▶ [PROVIDED DATA]

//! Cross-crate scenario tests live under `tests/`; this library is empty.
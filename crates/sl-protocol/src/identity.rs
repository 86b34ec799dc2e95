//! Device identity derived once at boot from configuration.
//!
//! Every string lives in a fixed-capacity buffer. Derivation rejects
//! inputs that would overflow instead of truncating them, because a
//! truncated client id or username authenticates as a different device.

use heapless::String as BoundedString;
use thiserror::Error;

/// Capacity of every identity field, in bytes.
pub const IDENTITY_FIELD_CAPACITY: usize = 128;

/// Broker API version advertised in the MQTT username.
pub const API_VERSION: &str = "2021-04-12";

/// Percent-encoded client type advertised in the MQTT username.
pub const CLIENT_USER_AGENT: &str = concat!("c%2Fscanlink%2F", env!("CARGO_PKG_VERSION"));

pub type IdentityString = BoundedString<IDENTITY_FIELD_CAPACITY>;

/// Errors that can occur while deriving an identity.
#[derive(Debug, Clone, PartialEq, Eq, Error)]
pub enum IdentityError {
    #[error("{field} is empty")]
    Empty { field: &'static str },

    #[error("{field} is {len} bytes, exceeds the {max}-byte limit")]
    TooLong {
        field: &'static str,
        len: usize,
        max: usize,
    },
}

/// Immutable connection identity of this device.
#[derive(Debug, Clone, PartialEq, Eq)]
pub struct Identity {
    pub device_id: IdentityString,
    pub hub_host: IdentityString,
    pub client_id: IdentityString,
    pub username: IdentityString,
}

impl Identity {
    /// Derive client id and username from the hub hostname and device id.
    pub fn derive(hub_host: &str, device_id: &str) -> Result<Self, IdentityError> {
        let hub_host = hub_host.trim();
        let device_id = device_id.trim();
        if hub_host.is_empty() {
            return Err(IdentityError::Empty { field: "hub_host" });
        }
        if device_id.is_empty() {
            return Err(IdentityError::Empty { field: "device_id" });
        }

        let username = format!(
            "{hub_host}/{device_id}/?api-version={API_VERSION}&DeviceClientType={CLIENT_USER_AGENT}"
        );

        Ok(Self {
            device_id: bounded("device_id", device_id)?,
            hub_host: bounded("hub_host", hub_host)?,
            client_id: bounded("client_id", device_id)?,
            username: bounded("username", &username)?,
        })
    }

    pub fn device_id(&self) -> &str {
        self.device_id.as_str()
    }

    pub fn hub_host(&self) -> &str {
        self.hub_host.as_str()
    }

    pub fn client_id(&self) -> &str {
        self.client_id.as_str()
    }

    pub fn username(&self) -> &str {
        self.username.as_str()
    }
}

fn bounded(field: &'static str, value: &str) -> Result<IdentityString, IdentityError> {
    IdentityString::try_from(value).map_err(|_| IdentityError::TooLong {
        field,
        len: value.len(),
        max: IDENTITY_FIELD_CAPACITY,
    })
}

▶ [WORK REQUIRED] The data above needs retyping. Reproduce each line exactly.

▶ [THE COMPLETED TASK]
//! Cross-crate scenario tests live under `tests/`; this library is empty.
filename crates/sl-protocol/src/identity.rs
repository 86b34ec799dc2e95
//! Device identity derived once at boot from configuration.
//!
//! Every string lives in a fixed-capacity buffer. Derivation rejects
//! inputs that would overflow instead of truncating them, because a
//! truncated client id or username authenticates as a different device.

use heapless::String as BoundedString;
use thiserror::Error;

/// Capacity of every identity field, in bytes.
pub const IDENTITY_FIELD_CAPACITY: usize = 128;

/// Broker API version advertised in the MQTT username.
pub const API_VERSION: &str = "2021-04-12";

/// Percent-encoded client type advertised in the MQTT username.
pub const CLIENT_USER_AGENT: &str = concat!("c%2Fscanlink%2F", env!("CARGO_PKG_VERSION"));

pub type IdentityString = BoundedString<IDENTITY_FIELD_CAPACITY>;

/// Errors that can occur while deriving an identity.
#[derive(Debug, Clone, PartialEq, Eq, Error)]
pub enum IdentityError {
    #[error("{field} is empty")]
    Empty { field: &'static str },

    #[error("{field} is {len} bytes, exceeds the {max}-byte limit")]
    TooLong {
        field: &'static str,
        len: usize,
        max: usize,
    },
}

/// Immutable connection identity of this device.
#[derive(Debug, Clone, PartialEq, Eq)]
pub struct Identity {
    pub device_id: IdentityString,
    pub hub_host: IdentityString,
    pub client_id: IdentityString,
    pub username: IdentityString,
}

impl Identity {
    /// Derive client id and username from the hub hostname and device id.
    pub fn derive(hub_host: &str, device_id: &str) -> Result<Self, IdentityError> {
        let hub_host = hub_host.trim();
        let device_id = device_id.trim();
        if hub_host.is_empty() {
            return Err(IdentityError::Empty { field: "hub_host" });
        }
        if device_id.is_empty() {
            return Err(IdentityError::Empty { field: "device_id" });
        }

        let username = format!(
            "{hub_host}/{device_id}/?api-version={API_VERSION}&DeviceClientType={CLIENT_USER_AGENT}"
        );

        Ok(Self {
            device_id: bounded("device_id", device_id)?,
            hub_host: bounded("hub_host", hub_host)?,
            client_id: bounded("client_id", device_id)?,
            username: bounded("username", &username)?,
        })
    }

    pub fn device_id(&self) -> &str {
        self.device_id.as_str()
    }

    pub fn hub_host(&self) -> &str {
        self.hub_host.as_str()
    }

    pub fn client_id(&self) -> &str {
        self.client_id.as_str()
    }

    pub fn username(&self) -> &str {
        self.username.as_str()
    }
}

fn bounded(field: &'static str, value: &str) -> Result<IdentityString, IdentityError> {
    IdentityString::try_from(value).map_err(|_| IdentityError::TooLong {
        field,
        len: value.len(),
        max: IDENTITY_FIELD_CAPACITY,
    })
}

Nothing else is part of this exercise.